A college president says that every student should thoroughly understand three languages - English, German and French; and an alarmist wants to know what will become of the three b's - boating, boxing and base-ball - if English is taken up. - [Ex.

Gov. Butler has been invited to attend the Williams college commencement, but his excellency has not replied to the invitation. No doubt a cordial letter of acceptance was written last night, as the governor says in an interview that he now regards the Williams degree, "with the deepest sensibility." [Springfield Republican.
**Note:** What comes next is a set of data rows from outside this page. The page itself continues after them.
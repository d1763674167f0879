use crate::Theme;
use plotters::style::RGBColor;

/// Ordered series colors, cycled by series index.
#[derive(Debug, Clone)]
pub struct ColorPalette {
    colors: Vec<RGBColor>,
}

impl ColorPalette {
    /// The default categorical palette used by ECharts.
    pub fn category10() -> Self {
        Self {
            colors: vec![
                RGBColor(0x54, 0x70, 0xc6),
                RGBColor(0x91, 0xcc, 0x75),
                RGBColor(0xfa, 0xc8, 0x58),
                RGBColor(0xee, 0x66, 0x66),
                RGBColor(0x73, 0xc0, 0xde),
                RGBColor(0x3b, 0xa2, 0x72),
                RGBColor(0xfc, 0x84, 0x52),
                RGBColor(0x9a, 0x60, 0xb4),
                RGBColor(0xea, 0x7c, 0xcc),
                RGBColor(0x5d, 0x6d, 0x7e),
            ],
        }
    }

    pub fn color(&self, index: usize) -> RGBColor {
        self.colors[index % self.colors.len()]
    }

    pub fn len(&self) -> usize {
        self.colors.len()
    }

    pub fn is_empty(&self) -> bool {
        self.colors.is_empty()
    }
}

/// Background and foreground (text, axes) colors for a theme.
pub fn theme_colors(theme: Theme) -> (RGBColor, RGBColor) {
    match theme {
        Theme::Default => (RGBColor(255, 255, 255), RGBColor(0x33, 0x33, 0x33)),
        Theme::Dark => (RGBColor(0x10, 0x0c, 0x2a), RGBColor(0xee, 0xee, 0xee)),
    }
}
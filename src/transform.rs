use crate::data::{Record, RecordSet};
use crate::error::{ChartError, ChartResult};
use crate::ir::{
    AxisDomain, AxisPolicy, NumericCell, ResolvedEncoding, Series, SeriesSet, Slice,
};
use std::collections::{BTreeSet, HashMap, HashSet};
use tracing::{debug, trace};

/// Main entry point: turn records into a domain plus aligned series.
#[tracing::instrument(skip(data, encoding), fields(kind = %encoding.kind, records = data.len()))]
pub fn apply_transformations(data: &RecordSet, encoding: &ResolvedEncoding) -> ChartResult<SeriesSet> {
    let policy = encoding.kind.axis_policy().ok_or_else(|| {
        ChartError::configuration(format!("{} chart has no axis domain", encoding.kind))
    })?;

    let domain = build_axis_domain(data, &encoding.x, policy);
    let series = build_series(data, encoding, &domain);

    debug!(domain = domain.len(), series = series.len(), "built series");
    Ok(SeriesSet { domain, series })
}

/// Collect the x keys of `data` under the given ordering policy.
///
/// Records without the x field contribute nothing.
pub fn build_axis_domain(data: &RecordSet, x_field: &str, policy: AxisPolicy) -> AxisDomain {
    let keys = match policy {
        AxisPolicy::Category => distinct_in_order(data.iter(), x_field),
        AxisPolicy::Trend => data
            .iter()
            .filter_map(|r| r.key(x_field))
            .collect::<BTreeSet<String>>()
            .into_iter()
            .collect(),
    };
    AxisDomain { keys }
}

/// Distinct stringified values of `field` in first-seen order.
fn distinct_in_order<'a>(records: impl Iterator<Item = &'a Record>, field: &str) -> Vec<String> {
    let mut seen: HashSet<String> = HashSet::new();
    let mut ordered = Vec::new();
    for key in records.filter_map(|r| r.key(field)) {
        if seen.insert(key.clone()) {
            ordered.push(key);
        }
    }
    ordered
}

/// First record per x key. Later records with the same key are ignored.
fn index_first_by_key<'a>(
    records: impl Iterator<Item = &'a Record>,
    x_field: &str,
) -> HashMap<String, &'a Record> {
    let mut index = HashMap::new();
    for record in records {
        if let Some(key) = record.key(x_field) {
            index.entry(key).or_insert(record);
        }
    }
    index
}

/// Cross y fields with z groups (group-major) and align each to `domain`.
pub fn build_series(data: &RecordSet, encoding: &ResolvedEncoding, domain: &AxisDomain) -> Vec<Series> {
    let mut series = Vec::new();

    if let Some(z_field) = &encoding.z {
        let groups = distinct_in_order(data.iter(), z_field);
        for group in &groups {
            let members = data
                .iter()
                .filter(|r| r.key(z_field).as_deref() == Some(group.as_str()));
            let index = index_first_by_key(members, &encoding.x);

            for y_field in &encoding.y {
                let name = if encoding.y.len() > 1 {
                    format!("{} - {}", group, y_field)
                } else {
                    group.clone()
                };
                series.push(align_series(Some(name), &index, y_field, domain, encoding));
            }
        }
    } else {
        let index = index_first_by_key(data.iter(), &encoding.x);
        if encoding.y.len() > 1 {
            for y_field in &encoding.y {
                series.push(align_series(Some(y_field.clone()), &index, y_field, domain, encoding));
            }
        } else if let Some(y_field) = encoding.y.first() {
            series.push(align_series(None, &index, y_field, domain, encoding));
        }
    }

    // An empty record set has nothing to align against.
    if domain.is_empty() {
        series.clear();
    }

    series
}

fn align_series(
    name: Option<String>,
    index: &HashMap<String, &Record>,
    y_field: &str,
    domain: &AxisDomain,
    encoding: &ResolvedEncoding,
) -> Series {
    let fill = encoding.kind.fill_policy();
    let mut filled = 0usize;

    let values = domain
        .iter()
        .map(|key| {
            let cell = NumericCell::from_field(index.get(key).and_then(|r| r.get(y_field)));
            if cell.is_missing() {
                filled += 1;
            }
            fill.apply(cell)
        })
        .collect();

    if filled > 0 {
        trace!(series = ?name, y_field, filled, "filled missing cells");
    }

    Series {
        name,
        kind: encoding.kind,
        values,
    }
}

/// Map every record to a `(name, value)` slice, in input order.
pub fn build_slices(data: &RecordSet, encoding: &ResolvedEncoding) -> Vec<Slice> {
    let fill = encoding.kind.fill_policy();
    let y_field = encoding.y.first().map(String::as_str).unwrap_or_default();

    data.iter()
        .map(|record| Slice {
            name: record.key(&encoding.x).unwrap_or_default(),
            value: fill
                .apply(NumericCell::from_field(record.get(y_field)))
                .unwrap_or(0.0),
        })
        .collect()
}

/// Look up the raw cell behind one series position without applying the
/// fill policy, so callers can tell a real zero from missing data.
///
/// `group` restricts the lookup to records whose z value matches; it is
/// ignored when the encoding has no z field.
pub fn cell_at(
    data: &RecordSet,
    encoding: &ResolvedEncoding,
    group: Option<&str>,
    y_field: &str,
    x_key: &str,
) -> NumericCell {
    let in_group = |r: &&Record| match (&encoding.z, group) {
        (Some(z), Some(g)) => r.key(z).as_deref() == Some(g),
        _ => true,
    };

    let record = data
        .iter()
        .filter(in_group)
        .find(|r| r.key(&encoding.x).as_deref() == Some(x_key));

    NumericCell::from_field(record.and_then(|r| r.get(y_field)))
}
Dr. F. H. Hedge, preached at Cornell on Sunday last. The Sun gives the following sketch of his life : "Dr. Hedge is now an old man. He was born, the son of a Harvard professor, in 1805. Among the friends of his boy-hood was the historian, George Bancroft, in company with whom, in 1818, he went to Germany, where he studied for several years before returning to take his own course at Harvard. His university and theological course completed he entered at once with all zest into the work of the Unitarian ministry, and during the thirty years ensuing gave to it, in various cities of New England, the best vigor of his life. . . . In 1857 he was made Professor of Ecclesiastical History in Harvard University, and held this chair until his transfer to that of German Literature in 1872. This was the most active part of his literary life, during which he wrote many books besides a number of remarkable magazine articles. The best known of his works are his "Prose Writers of Germany," his "Primaeval World of Hebrew. Tradition," and his "Reason in Religion." He has published many translations from the German, and is besides a poet of no mean order, and the author of many beautiful hymns."